I have not, but I'd certainly be interested in learning more if there is a link with any of the details.
Pardon delay in reply. I don't think the photos or intricate details were ever published on a web site, although I could be wrong on that. However, because I was an instructor / instructor trainer on the same kind of rig (a 'Biomarine' Mk15.5) I was sent some of the photos by one of the people, a friend of mine, who helped authorities 'investigate' his rig post dive. Unfortunately I now no longer have them as that was in a galaxy far far away and a long time ago (or so it seems now anyway).
But, at the risk of hijacking this thread (and on that note, IIRC there used to be a thread on the accident, but I cant locate it.
If a MOD should care to, then may I suggest they move the relevant posts from this thread there?
Or not.
Whatever.) I'll post some of the photos I made up to illustrate the point to students, etc.
With that said, Dave’s dive was ‘big’ enough to begin with, without making it bigger / harder that necessary. How did he, or someone do that? Well by;
1) No plastic spacer / top yellow foam was right on gas flow holes. That is, he left the white ‘plastic’ spacer out (red arrow points toward it in photo of the 15.5 below, and photo below that shows the wrong way – red cross - and the right way to assemble top pad for 15.5 scrubber) so that the foam pressed directly down on the gas flow holes, hence increasing WOB. Strike 1.
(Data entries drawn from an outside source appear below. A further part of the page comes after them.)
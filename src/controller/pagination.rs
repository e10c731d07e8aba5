//! Pagination strategies: offset-based and cursor-based.
//!
//! A strategy is fixed per section. The cursor keeps the position of the
//! next page and is advanced only from an accepted response; on every fresh
//! fetch it goes back to its initial state.

use serde::Serialize;
use serde_json::{Map, Value};

use crate::remote::{ApiQuery, FetchError, ResponseEnvelope, scalar_to_string};

use super::fetch::FetchMode;

/// Cursor shape for cursor-paginated sections
#[derive(Debug, Clone, PartialEq, Eq, Serialize)]
#[serde(rename_all = "snake_case")]
pub enum CursorSpec {
    /// Ordering is unique on `id` alone
    Single,
    /// Ordering needs `id` plus a tiebreaker key sent as `cursor_<secondary>`
    Dual { secondary: String },
}

#[derive(Debug, Clone, PartialEq, Eq, Serialize)]
#[serde(rename_all = "snake_case")]
pub enum PaginationStrategy {
    Offset,
    Cursor(CursorSpec),
}

/// Ordering keys taken from a response's `next_cursor`.
///
/// The dual variant can only be built with both keys, so a partial cursor
/// never reaches a request.
#[derive(Debug, Clone, PartialEq, Eq, Serialize)]
#[serde(rename_all = "snake_case")]
pub enum CursorKeys {
    Single {
        id: String,
    },
    Dual {
        id: String,
        secondary_key: String,
        secondary: String,
    },
}

impl CursorKeys {
    /// Extract keys for `shape` from a `next_cursor` object.
    ///
    /// A cursor missing one of the required keys is a malformed response.
    pub fn from_next_cursor(
        shape: &CursorSpec,
        next: &Map<String, Value>,
    ) -> Result<Self, FetchError> {
        let key = |name: &str| {
            next.get(name).and_then(scalar_to_string).ok_or_else(|| {
                FetchError::server(format!("next_cursor is missing '{name}'"))
            })
        };

        match shape {
            CursorSpec::Single => Ok(CursorKeys::Single { id: key("id")? }),
            CursorSpec::Dual { secondary } => Ok(CursorKeys::Dual {
                id: key("id")?,
                secondary_key: secondary.clone(),
                secondary: key(secondary)?,
            }),
        }
    }
}

/// Pagination parameters of one request
#[derive(Debug, Clone, PartialEq, Eq, Serialize)]
#[serde(tag = "kind", rename_all = "snake_case")]
pub enum PageRequest {
    Offset { limit: u32, offset: u64 },
    Cursor { limit: u32, keys: Option<CursorKeys> },
}

impl PageRequest {
    /// Append pagination parameters to an API query
    pub fn encode(&self, query: &mut ApiQuery) {
        match self {
            PageRequest::Offset { limit, offset } => {
                query.push("limit", limit.to_string());
                query.push("offset", offset.to_string());
            }
            PageRequest::Cursor { limit, keys } => {
                query.push("limit", limit.to_string());
                match keys {
                    None => {}
                    Some(CursorKeys::Single { id }) => query.push("cursor_id", id.clone()),
                    Some(CursorKeys::Dual {
                        id,
                        secondary_key,
                        secondary,
                    }) => {
                        query.push("cursor_id", id.clone());
                        query.push(format!("cursor_{secondary_key}"), secondary.clone());
                    }
                }
            }
        }
    }
}

/// Position and continuation state
#[derive(Debug, Clone, PartialEq, Eq, Serialize)]
#[serde(tag = "kind", rename_all = "snake_case")]
pub enum PaginationState {
    Offset {
        offset: u64,
        page_size: u32,
        total_count: Option<u64>,
        has_more: bool,
    },
    Cursor {
        shape: CursorSpec,
        page_size: u32,
        keys: Option<CursorKeys>,
        has_more: bool,
    },
}

/// Resolve the server's `has_more` flag.
///
/// An explicit flag wins. An absent flag means "maybe": keep loading,
/// unless a load-more page already came back empty.
fn resolve_has_more(flag: Option<bool>, returned: usize, mode: FetchMode) -> bool {
    match flag {
        Some(explicit) => explicit,
        None => !(mode == FetchMode::LoadMore && returned == 0),
    }
}

/// Owner of the pagination state for the active section
#[derive(Debug, Clone, PartialEq, Eq)]
pub struct PaginationCursor {
    strategy: PaginationStrategy,
    page_size: u32,
    state: PaginationState,
}

impl PaginationCursor {
    pub fn new(strategy: PaginationStrategy, page_size: u32) -> Self {
        let state = Self::initial_state(&strategy, page_size);
        Self {
            strategy,
            page_size,
            state,
        }
    }

    fn initial_state(strategy: &PaginationStrategy, page_size: u32) -> PaginationState {
        match strategy {
            PaginationStrategy::Offset => PaginationState::Offset {
                offset: 0,
                page_size,
                total_count: None,
                has_more: true,
            },
            PaginationStrategy::Cursor(shape) => PaginationState::Cursor {
                shape: shape.clone(),
                page_size,
                keys: None,
                has_more: true,
            },
        }
    }

    pub fn strategy(&self) -> &PaginationStrategy {
        &self.strategy
    }

    pub fn state(&self) -> &PaginationState {
        &self.state
    }

    /// Back to the first page
    pub fn reset(&mut self) {
        self.state = Self::initial_state(&self.strategy, self.page_size);
    }

    pub fn is_initial(&self) -> bool {
        self.state == Self::initial_state(&self.strategy, self.page_size)
    }

    pub fn has_more(&self) -> bool {
        match &self.state {
            PaginationState::Offset { has_more, .. } | PaginationState::Cursor { has_more, .. } => {
                *has_more
            }
        }
    }

    pub fn total_count(&self) -> Option<u64> {
        match &self.state {
            PaginationState::Offset { total_count, .. } => *total_count,
            PaginationState::Cursor { .. } => None,
        }
    }

    /// Parameters for the next page
    pub fn request(&self) -> PageRequest {
        match &self.state {
            PaginationState::Offset {
                offset, page_size, ..
            } => PageRequest::Offset {
                limit: *page_size,
                offset: *offset,
            },
            PaginationState::Cursor {
                page_size, keys, ..
            } => PageRequest::Cursor {
                limit: *page_size,
                keys: keys.clone(),
            },
        }
    }

    /// Advance past an accepted page.
    ///
    /// `sent` is the pagination snapshot of the request that produced
    /// `envelope`. The next offset counts items actually returned, never the
    /// limit. Nothing changes if the response is malformed.
    pub fn advance(
        &mut self,
        sent: &PageRequest,
        envelope: &ResponseEnvelope,
        mode: FetchMode,
    ) -> Result<(), FetchError> {
        let returned = envelope.data.len();
        let flag = envelope.has_more();

        let next = match (&self.state, sent) {
            (
                PaginationState::Offset {
                    page_size,
                    total_count,
                    ..
                },
                PageRequest::Offset { offset, .. },
            ) => PaginationState::Offset {
                offset: offset + returned as u64,
                page_size: *page_size,
                total_count: envelope.total_count().or(*total_count),
                has_more: resolve_has_more(flag, returned, mode),
            },
            (PaginationState::Cursor { shape, page_size, .. }, PageRequest::Cursor { .. }) => {
                let mut has_more = resolve_has_more(flag, returned, mode);
                let keys = match &envelope.next_cursor {
                    Some(next) if has_more => Some(CursorKeys::from_next_cursor(shape, next)?),
                    Some(_) => None,
                    None => {
                        if has_more {
                            tracing::warn!("response has more pages but no next_cursor; stopping");
                            has_more = false;
                        }
                        None
                    }
                };
                PaginationState::Cursor {
                    shape: shape.clone(),
                    page_size: *page_size,
                    keys,
                    has_more,
                }
            }
            _ => {
                return Err(FetchError::server(
                    "pagination snapshot does not match the section strategy",
                ));
            }
        };

        self.state = next;
        Ok(())
    }
}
2) The scrubber was not filled properly to the rim as it should be in a 15.5, that is there was about a ¼ inch / 7mm gap down from the rim to where the top of his sorb was (see red line in bottom set of images). He then placed the grey foam insert in there. But the 15.5 scrubber is meant to be filled all the way to the very rim, and the gray foam insert should sit on top of that (or more factually, placed in the lid, and the lid screwed down on top of the sorb). Then when the canister lid is screwed down that foam compresses to help hold the sorb in place. (See top image photo at bottom). How he had it, it did not compress down onto the sorb, so increased the possibility for breakthrough. Strike 2.
Now the above are
facts, as is the first sentence below, the rest is my opinion from personal experience.
3) He used the small grain / granular sorb (photos below show large grain sorb). Now while this may(?) have a longer duration dive life than the larger grain sorb, and supposedly extracts C02 slightly better, it adds to the WOB also in this rig (as I can testify), so IMO he would have been better off on a dive like this to go - given that gas density had to be considered - with the larger grain sorb, (as I, and others on 15.5’s regularly got 12 hours from a fill, so still fine for his dive, IIRC). Strike 3.
So, as you can probably envisage, all the above increased his WOB / worked against him, which added to the gas density issue could have…………………………...well, like I said, a big dive just got bigger / harder.